12 de outubro de 2010

Uma cidade mutilada

Por Clênio Sierra de Alcântara

Fotos: Ernani Neves                                                          Luiz Gonzaga


Elementos estruturantes das cidades os monumentos constituem marcos na paisagem urbana.
No artigo 1º da Carta de Veneza (maio de 1964) os monumentos foram assim definidos:

         A noção de monumento histórico compreende a criação arquitetônica isolada, bem como o sítio urbano ou rural que dá testemunho de uma civilização particular, de uma evolução significativa ou de um acontecimento histórico. Estende-se não só às grandes criações, mas também às obras modestas, que tenham adquirido, com o tempo, uma significação cultural.


Veio-me a vontade de escrever este artigo a partir da constatação - para mim dolorosa - do quanto os monumentos recifenses têm sofrido nas mãos dos vândalos. Pichações, furto de peças - a espada da estátua  de Simon Bolívar, que fica em Santo Amaro, quase na divisa entre o Recife e Olinda, já foi reposta inúmeras vezes - e até mesmo mutilações têm feito com que a cidade amargue a condição de ser uma das capitais brasileiras que mais sofre com ações desse tipo.

Simon Bolívar

Atos de vandalismo dessa natureza geralmente são praticados pelos chamados "rebeldes sem causa", uma fauna  urbana que, infelizmente, não para de crescer, como muito bem demonstra a quantidade enorme de pichações  e depredações que se veem nos quatro cantos da cidade.

Manuel Bandeira


Pode-se até contestar o fato de esta ou aquela personalidade, este ou aquele acontecimento histórico ser merecedor da ereção de um monumento. O que não se pode admitir é que essa contestação desbanque para o ato ilegal de destruição de um patrimônio público que é de todos e de cada um.
Quem se dispuser a percorrer, por exemplo, o chamado Circuito da Poesia - um conjunto de doze estátuas de personalidades como Antônio Maria (Rua do Bom Jesus), Mauro Mota ( Pátio do Sebo), Chico Science (Rua da Moeda), Capiba (Rua do Sol), Luiz Gonzaga (Praça Visconde de Mauá), Ascenso Ferreira (Cais da Alfândega), Joaquim Cardozo (Ponte Maurício de Nassau), Carlos Pena Filho (Praça da Independência), Solano Trindade (Pátio de São Pedro), João Cabral de Melo Neto (Rua da Aurora), Manuel Bandeira (Rua da Aurora) e Clarice Lispector (Praça Maciel Pinheiro), feitas em tamanho natural pelo artista plástico Demétrio Albuquerque, e instaladas em locais da cidade bastante significativos de alguma maneira na vida dessas "pessoas" -, se deparará com a frustração de ver placas informativas arrancadas e estátuas pichadas e/ou mutiladas.

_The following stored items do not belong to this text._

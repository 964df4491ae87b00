//! Add-bill popup form

use chrono::NaiveDate;
use rust_decimal::Decimal;
use std::str::FromStr;
use thiserror::Error;

use crate::models::{BillKind, Category, NewBill};

#[derive(Debug, Clone, PartialEq, Error)]
pub enum FormError {
    #[error("enter an amount")]
    EmptyAmount,
    #[error("'{0}' is not a number")]
    InvalidAmount(String),
    #[error("amount must be greater than zero")]
    NonPositiveAmount,
    #[error("amount can have at most two decimals")]
    TooPrecise,
    #[error("no {0} categories available")]
    NoCategory(&'static str),
}

/// Field receiving typed characters
#[derive(Clone, Copy, Debug, PartialEq, Eq, Default)]
pub enum FormField {
    #[default]
    Amount,
    Remark,
}

#[derive(Clone, Debug, Default)]
pub struct AddBillForm {
    pub open: bool,
    pub kind: BillKind,
    pub amount: String,
    pub remark: String,
    pub date: NaiveDate,
    pub category_index: usize,
    pub active_field: FormField,
    pub error: Option<String>,
    pub submitting: bool,
}

impl AddBillForm {
    /// Reset and show the form for a bill dated `today`
    pub fn open(&mut self, today: NaiveDate) {
        *self = AddBillForm {
            open: true,
            date: today,
            ..AddBillForm::default()
        };
    }

    pub fn close(&mut self) {
        self.open = false;
        self.submitting = false;
    }

    pub fn toggle_kind(&mut self) {
        self.kind = self.kind.toggle();
        self.category_index = 0;
    }

    pub fn next_field(&mut self) {
        self.active_field = match self.active_field {
            FormField::Amount => FormField::Remark,
            FormField::Remark => FormField::Amount,
        };
    }

    pub fn next_category(&mut self, categories: &[Category]) {
        let count = self.categories_for_kind(categories).len();
        if count > 0 {
            self.category_index = (self.category_index + 1) % count;
        }
    }

    pub fn prev_category(&mut self, categories: &[Category]) {
        let count = self.categories_for_kind(categories).len();
        if count > 0 {
            self.category_index = self.category_index.checked_sub(1).unwrap_or(count - 1);
        }
    }

    pub fn input_char(&mut self, c: char) {
        match self.active_field {
            FormField::Amount => {
                if c.is_ascii_digit() || (c == '.' && !self.amount.contains('.')) {
                    self.amount.push(c);
                }
            }
            FormField::Remark => self.remark.push(c),
        }
        self.error = None;
    }

    pub fn backspace(&mut self) {
        match self.active_field {
            FormField::Amount => self.amount.pop(),
            FormField::Remark => self.remark.pop(),
        };
    }

    pub fn categories_for_kind<'a>(&self, categories: &'a [Category]) -> Vec<&'a Category> {
        categories.iter().filter(|c| c.kind == self.kind).collect()
    }

    pub fn selected_category<'a>(&self, categories: &'a [Category]) -> Option<&'a Category> {
        self.categories_for_kind(categories)
            .get(self.category_index)
            .copied()
    }

    /// Build the bill to submit, or explain what is wrong with the input
    pub fn validate(&self, categories: &[Category]) -> Result<NewBill, FormError> {
        let raw = self.amount.trim();
        if raw.is_empty() {
            return Err(FormError::EmptyAmount);
        }
        let amount =
            Decimal::from_str(raw).map_err(|_| FormError::InvalidAmount(raw.to_string()))?;
        if amount <= Decimal::ZERO {
            return Err(FormError::NonPositiveAmount);
        }
        if amount.normalize().scale() > 2 {
            return Err(FormError::TooPrecise);
        }
        let category = self
            .selected_category(categories)
            .ok_or(FormError::NoCategory(self.kind.as_str()))?;

        Ok(NewBill {
            kind: self.kind,
            amount,
            category: category.clone(),
            date: self.date,
            remark: self.remark.trim().to_string(),
        })
    }
}

#[cfg(test)]
mod tests {
    use super::*;

    fn categories() -> Vec<Category> {
        vec![
            Category { id: 1, name: "dining".into(), kind: BillKind::Expense },
            Category { id: 2, name: "transport".into(), kind: BillKind::Expense },
            Category { id: 11, name: "salary".into(), kind: BillKind::Income },
        ]
    }

    fn form_with_amount(amount: &str) -> AddBillForm {
        let mut form = AddBillForm::default();
        form.open(NaiveDate::from_ymd_opt(2023, 1, 5).unwrap());
        form.amount = amount.to_string();
        form
    }

    #[test]
    fn test_valid_expense() {
        let mut form = form_with_amount("12.5");
        form.next_category(&categories());
        form.next_field();
        for c in "lunch ".chars() {
            form.input_char(c);
        }

        let bill = form.validate(&categories()).unwrap();
        assert_eq!(bill.amount, Decimal::new(125, 1));
        assert_eq!(bill.category.name, "transport");
        assert_eq!(bill.remark, "lunch");
        assert_eq!(bill.kind, BillKind::Expense);
    }

    #[test]
    fn test_income_uses_income_categories() {
        let mut form = form_with_amount("3000");
        form.toggle_kind();
        let bill = form.validate(&categories()).unwrap();
        assert_eq!(bill.category.name, "salary");
    }

    #[test]
    fn test_rejects_bad_amounts() {
        let cats = categories();
        assert_eq!(form_with_amount("").validate(&cats), Err(FormError::EmptyAmount));
        assert_eq!(form_with_amount("0").validate(&cats), Err(FormError::NonPositiveAmount));
        assert_eq!(form_with_amount("-4").validate(&cats), Err(FormError::NonPositiveAmount));
        assert_eq!(form_with_amount("1.234").validate(&cats), Err(FormError::TooPrecise));
        assert_eq!(
            form_with_amount("1.2.3").validate(&cats),
            Err(FormError::InvalidAmount("1.2.3".into()))
        );
        assert!(form_with_amount("1.50").validate(&cats).is_ok());
    }

    #[test]
    fn test_amount_field_filters_input() {
        let mut form = form_with_amount("");
        for c in "1a2..5".chars() {
            form.input_char(c);
        }
        assert_eq!(form.amount, "12.5");
        form.backspace();
        assert_eq!(form.amount, "12.");
    }

    #[test]
    fn test_no_category_for_kind() {
        let form = form_with_amount("5");
        assert_eq!(form.validate(&[]), Err(FormError::NoCategory("Expense")));
    }
}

Clarice Lispector Praça Maciel Pinheiro


As ações dos vândalos não se restringem aos monumentos. Também sofrem com os seus ataques os mobiliários urbanos de serviços (telefones públicos, caixas de coleta dos Correios, lixeiras, abrigos de ônibus, postes de iluminação), de sinalização (placas de rua e informativas, placas de trânsito e semáforos), de lazer (bancos e brinquedos de praças, mesas de jogos) e de comercialização (bancas de revista, quiosques).

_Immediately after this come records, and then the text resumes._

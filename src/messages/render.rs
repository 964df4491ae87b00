//! Render state - data structure sent from App layer to UI for rendering

use rust_decimal::Decimal;

use crate::app::controller::GestureStatus;
use crate::app::form::AddBillForm;
use crate::constants::{ALL_CATEGORIES_LABEL, LOAD_THRESHOLD_ROWS};
use crate::messages::ui_events::Popup;
use crate::models::{DailyBills, MonthKey};

/// Complete state needed by the UI to render
#[derive(Debug, Clone)]
pub struct RenderState {
    // Header
    pub total_expense: Decimal,
    pub total_income: Decimal,
    pub category_label: String,
    pub month_label: String,

    // Bill list
    pub bills: Vec<DailyBills>,
    /// False when the list is empty: no list and no gesture surface is drawn
    pub show_list: bool,
    pub selected: usize,
    pub current_page: u32,
    pub total_pages: u32,

    // Gesture surface feedback
    pub refresh_status: GestureStatus,
    pub load_status: GestureStatus,
    pub load_threshold: usize,

    // Popups
    pub popup: Popup,
    pub picker_title: &'static str,
    pub picker_labels: Vec<String>,
    pub picker_cursor: usize,
    pub form: AddBillForm,
    pub form_category: String,

    /// One-line message for the status bar
    pub notice: Option<String>,
}

impl Default for RenderState {
    fn default() -> Self {
        RenderState {
            total_expense: Decimal::ZERO,
            total_income: Decimal::ZERO,
            category_label: String::from(ALL_CATEGORIES_LABEL),
            month_label: MonthKey::current().to_string(),
            bills: Vec::new(),
            show_list: false,
            selected: 0,
            current_page: 1,
            total_pages: 0,
            refresh_status: GestureStatus::Idle,
            load_status: GestureStatus::Idle,
            load_threshold: LOAD_THRESHOLD_ROWS,
            popup: Popup::None,
            picker_title: "",
            picker_labels: Vec::new(),
            picker_cursor: 0,
            form: AddBillForm::default(),
            form_category: String::new(),
            notice: None,
        }
    }
}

Além de provocarem a demanda de um aporte considerável de recursos para que os monumentos danificados e/ou destruídos recuperem o brilho de outrora - recursos esses que deveriam ser empregados em ações de manutenção de rotina -, os atos de selvageria contribuem para dar à cidade uma feição de todo sombria, como se a beleza das coisas fosse algo daninho e desrespeitoso e, por isso, devesse ser extirpado e retirado do alcance dos nossos olhos.
Em seu texto clássico Camillo Sitte proclamou que "É preciso ter em mente que a cidade é o espaço da arte por excelência, porque é esse tipo de obra que surte os efeitos mais edificantes e duradouros sobre a grande massa da população".


É profundamente lamentável todo esse vandalismo - e a incapacidade do Estado de coibir tais atos.